* Exercise prompt
In the material below, find each line with the word "earlier" and list it.

* Data extract
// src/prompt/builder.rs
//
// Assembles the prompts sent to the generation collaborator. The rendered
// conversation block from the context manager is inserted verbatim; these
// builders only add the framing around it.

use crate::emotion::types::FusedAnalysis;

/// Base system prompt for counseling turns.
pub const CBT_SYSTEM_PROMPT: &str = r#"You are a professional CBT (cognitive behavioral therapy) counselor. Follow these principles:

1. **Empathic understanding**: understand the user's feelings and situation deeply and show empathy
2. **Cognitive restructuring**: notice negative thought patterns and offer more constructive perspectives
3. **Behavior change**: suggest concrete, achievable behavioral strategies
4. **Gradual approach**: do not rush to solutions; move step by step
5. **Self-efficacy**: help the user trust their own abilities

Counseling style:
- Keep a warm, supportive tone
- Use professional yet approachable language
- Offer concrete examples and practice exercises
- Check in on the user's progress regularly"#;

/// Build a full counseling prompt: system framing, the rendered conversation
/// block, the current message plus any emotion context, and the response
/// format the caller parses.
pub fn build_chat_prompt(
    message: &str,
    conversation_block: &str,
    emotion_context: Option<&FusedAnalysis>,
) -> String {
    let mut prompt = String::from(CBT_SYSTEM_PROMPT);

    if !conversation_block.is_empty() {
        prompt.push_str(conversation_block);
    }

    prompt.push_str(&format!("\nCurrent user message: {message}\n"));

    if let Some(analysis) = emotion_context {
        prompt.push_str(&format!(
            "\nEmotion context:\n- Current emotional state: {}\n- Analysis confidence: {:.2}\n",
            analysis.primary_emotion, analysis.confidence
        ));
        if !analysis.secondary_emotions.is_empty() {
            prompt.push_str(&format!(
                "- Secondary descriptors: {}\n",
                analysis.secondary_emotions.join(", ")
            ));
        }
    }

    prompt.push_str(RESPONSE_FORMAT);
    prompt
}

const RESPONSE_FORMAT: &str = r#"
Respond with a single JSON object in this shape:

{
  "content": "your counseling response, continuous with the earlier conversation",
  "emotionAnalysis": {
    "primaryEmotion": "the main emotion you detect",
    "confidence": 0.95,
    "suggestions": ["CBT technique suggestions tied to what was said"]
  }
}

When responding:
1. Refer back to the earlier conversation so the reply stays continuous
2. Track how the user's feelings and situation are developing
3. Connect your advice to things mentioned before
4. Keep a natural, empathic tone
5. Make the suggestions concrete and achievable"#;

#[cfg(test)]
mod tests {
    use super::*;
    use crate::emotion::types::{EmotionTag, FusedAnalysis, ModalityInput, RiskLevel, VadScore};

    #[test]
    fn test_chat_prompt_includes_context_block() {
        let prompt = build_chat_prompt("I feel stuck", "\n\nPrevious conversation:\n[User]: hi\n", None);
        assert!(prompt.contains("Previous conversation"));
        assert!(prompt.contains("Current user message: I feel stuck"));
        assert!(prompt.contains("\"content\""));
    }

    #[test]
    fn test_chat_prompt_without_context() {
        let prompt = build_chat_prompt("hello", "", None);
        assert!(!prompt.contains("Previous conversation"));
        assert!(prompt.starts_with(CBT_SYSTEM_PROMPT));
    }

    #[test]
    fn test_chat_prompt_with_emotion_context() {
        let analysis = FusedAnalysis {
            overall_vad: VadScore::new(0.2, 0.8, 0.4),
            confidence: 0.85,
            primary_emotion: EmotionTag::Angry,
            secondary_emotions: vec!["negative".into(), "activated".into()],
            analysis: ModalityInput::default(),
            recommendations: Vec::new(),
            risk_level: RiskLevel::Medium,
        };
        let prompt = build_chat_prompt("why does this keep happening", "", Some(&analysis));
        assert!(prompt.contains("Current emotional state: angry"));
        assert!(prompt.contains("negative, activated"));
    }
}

* Response
  "content": "your counseling response, continuous with the earlier conversation",
1. Refer back to the earlier conversation so the reply stays continuous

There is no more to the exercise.